The financial envelope, made up entirely of grants and to be dispersed by 2027, will help Lebanon strengthen basic services such as education, social protection and health, and spur economic reforms in the crisis-stricken country, von der Leyen said.

But some three quarters of the cash - a total of €736 million - will be specifically dedicated to helping Lebanon grapple with the challenges it faces in welcoming Syrian refugees.

"We understand the challenges that Lebanon faces with hosting Syrian refugees and other displaced persons. It is vital to ensure the well-being of host communities and Syrian refugees," von der Leyen said.

The Commission chief also vowed to "look at how to make the EU's assistance more effective," including facilitating a "more structured approach to voluntary returns" of displaced Syrians in cooperation with the UN refugee agency (UNHCR).

It comes after EU leaders backed deeper engagement with Beirut last month to help safeguard it from the repercussions of the conflict in the Middle East, and after Cyprus raised the alarm over a sharp peak in the number of Syrian refugees arriving from Lebanon.

It also follows a string of agreements signed over the last year between Brussels and African countries in a bid to stem migration into Europe.

A deepening economic crisis and fragile government make Lebanon particularly vulnerable to the instability gripping the region in the wake of the Israel-Hamas war.

The country is home to some 210,000 Palestinian and 1.5 million Syrian refugees, prompting fears regional instability could unleash a wave of migrants towards Europe via the island of Cyprus.

Cash to stem refugee flows

In early April, Cyprus announced it would temporarily halt the processing of asylum applications due to a surge in arrivals of Syrian refugees transiting through Lebanon and attempting to reach the island, which lies just 260 km off the Lebanese coast in the Mediterranean Sea.

Over 1,000 people arrived in Cyprus by boats from Lebanon during the first two weeks of April, leaving refugee and reception centres on the island overloaded.

"The problems seen on the Cypriot border is only one example of what could happen if this problem is not addressed," Lebanese caretaker Prime Minister Najib Mikati acknowledged on Thursday, thanking Cyprus' President Christodoulides for brokering the agreement.

Hailing the announcement as "historic", Christodoulides said that the financial envelope would address a situation that is "not sustainable" for either Lebanon, Cyprus or the European Union.

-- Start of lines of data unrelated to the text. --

//! Physical units with type safety.
//!
//! These newtypes keep device geometry, temperatures and metallization
//! resistances from being mixed up as bare `f64` values.

use serde::{Deserialize, Serialize};
use std::fmt;
use std::ops::{Add, Mul, Sub};

/// Number of decimals a key temperature is rounded to.
pub const TEMPERATURE_DECIMALS: i32 = 3;

/// Tolerance-based float comparison: `|a - b| <= atol + rtol * |b|`.
///
/// Asymmetric in `b`, matching the usual numerical convention.
#[inline]
pub fn is_close(a: f64, b: f64, rtol: f64, atol: f64) -> bool {
    (a - b).abs() <= atol + rtol * b.abs()
}

/// Absolute temperature in Kelvin.
#[derive(Clone, Copy, Debug, PartialEq, PartialOrd, Default, Serialize, Deserialize)]
pub struct Kelvin(pub f64);

impl Kelvin {
    /// Room temperature reference used when nothing else is configured.
    pub const ROOM: Self = Self(300.0);

    #[inline]
    pub fn from_celsius(celsius: f64) -> Self {
        Self(celsius + 273.15)
    }

    #[inline]
    pub fn as_celsius(&self) -> f64 {
        self.0 - 273.15
    }

    /// Round to the precision keys are compared at.
    #[inline]
    pub fn rounded(self) -> Self {
        let scale = 10f64.powi(TEMPERATURE_DECIMALS);
        Self((self.0 * scale).round() / scale)
    }

    /// Exact equality after rounding both sides.
    #[inline]
    pub fn same_as(&self, other: Kelvin) -> bool {
        self.rounded().0 == other.rounded().0
    }

    /// Tolerance-based equality (rtol 1e-5, atol 1e-8).
    #[inline]
    pub fn is_close(&self, other: Kelvin) -> bool {
        is_close(self.0, other.0, 1e-5, 1e-8)
    }
}

impl fmt::Display for Kelvin {
    fn fmt(&self, f: &mut fmt::Formatter<'_>) -> fmt::Result {
        write!(f, "{}K", self.0)
    }
}

impl Add for Kelvin {
    type Output = Self;
    fn add(self, rhs: Self) -> Self {
        Self(self.0 + rhs.0)
    }
}

impl Sub for Kelvin {
    type Output = Self;
    fn sub(self, rhs: Self) -> Self {
        Self(self.0 - rhs.0)
    }
}

/// Geometric length in meters.
#[derive(Clone, Copy, Debug, PartialEq, PartialOrd, Default, Serialize, Deserialize)]
pub struct Meters(pub f64);

impl Meters {
    pub const ZERO: Self = Self(0.0);

    #[inline]
    pub fn from_um(um: f64) -> Self {
        Self(um * 1e-6)
    }

    #[inline]
    pub fn as_um(&self) -> f64 {
        self.0 * 1e6
    }

    /// Geometry comparison used when matching calibration structures
    /// (rtol 1e-8, atol 1e-8).
    #[inline]
    pub fn matches(&self, other: Meters) -> bool {
        is_close(self.0, other.0, 1e-8, 1e-8)
    }
}

impl Mul<f64> for Meters {
    type Output = Self;
    fn mul(self, rhs: f64) -> Self {
        Self(self.0 * rhs)
    }
}

/// Resistance in Ohms.
#[derive(Clone, Copy, Debug, PartialEq, PartialOrd, Default, Serialize, Deserialize)]
pub struct Ohms(pub f64);

impl Ohms {
    pub const ZERO: Self = Self(0.0);

    #[inline]
    pub fn is_zero(&self) -> bool {
        self.0 == 0.0
    }
}

impl Add for Ohms {
    type Output = Self;
    fn add(self, rhs: Self) -> Self {
        Self(self.0 + rhs.0)
    }
}

impl Mul<f64> for Ohms {
    type Output = Self;
    fn mul(self, rhs: f64) -> Self {
        Self(self.0 * rhs)
    }
}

"While we commend the Lebanese government for hosting a large number of Syrian refugees for more than 12 years, we are also fully cognisant of the enormous pressure that this creates to your economy and to your society," Christodoulides said.

He backed von der Leyen's proposal of intensifying work with partners such as UNHCR on voluntary returns, where refugees who want to return to their home countries - even if the UN agency considers it unsafe for them - are supported to do so.

Christodoulides also went further by calling for the status of some regions of Syria to be "re-examined" as safe areas to facilitate the return of migrants and refugees, a proposal he tabled at last month's summit meeting of EU leaders.

Syria, which has been under the authoritarian regime of Bashar al-Assad for more than two decades, has been designated an unsafe country since the civil war erupted in 2011. But refugee host countries such as Turkey and Lebanon have been pushing for the mass return of Syrian refugees to the country.

A European Commission spokesperson confirmed that the EU has followed the lead of the UNHCR in their approach to safe zones in Syria, and that Brussels is "embarking now on discussions to see how to approach this issue in the upcoming period."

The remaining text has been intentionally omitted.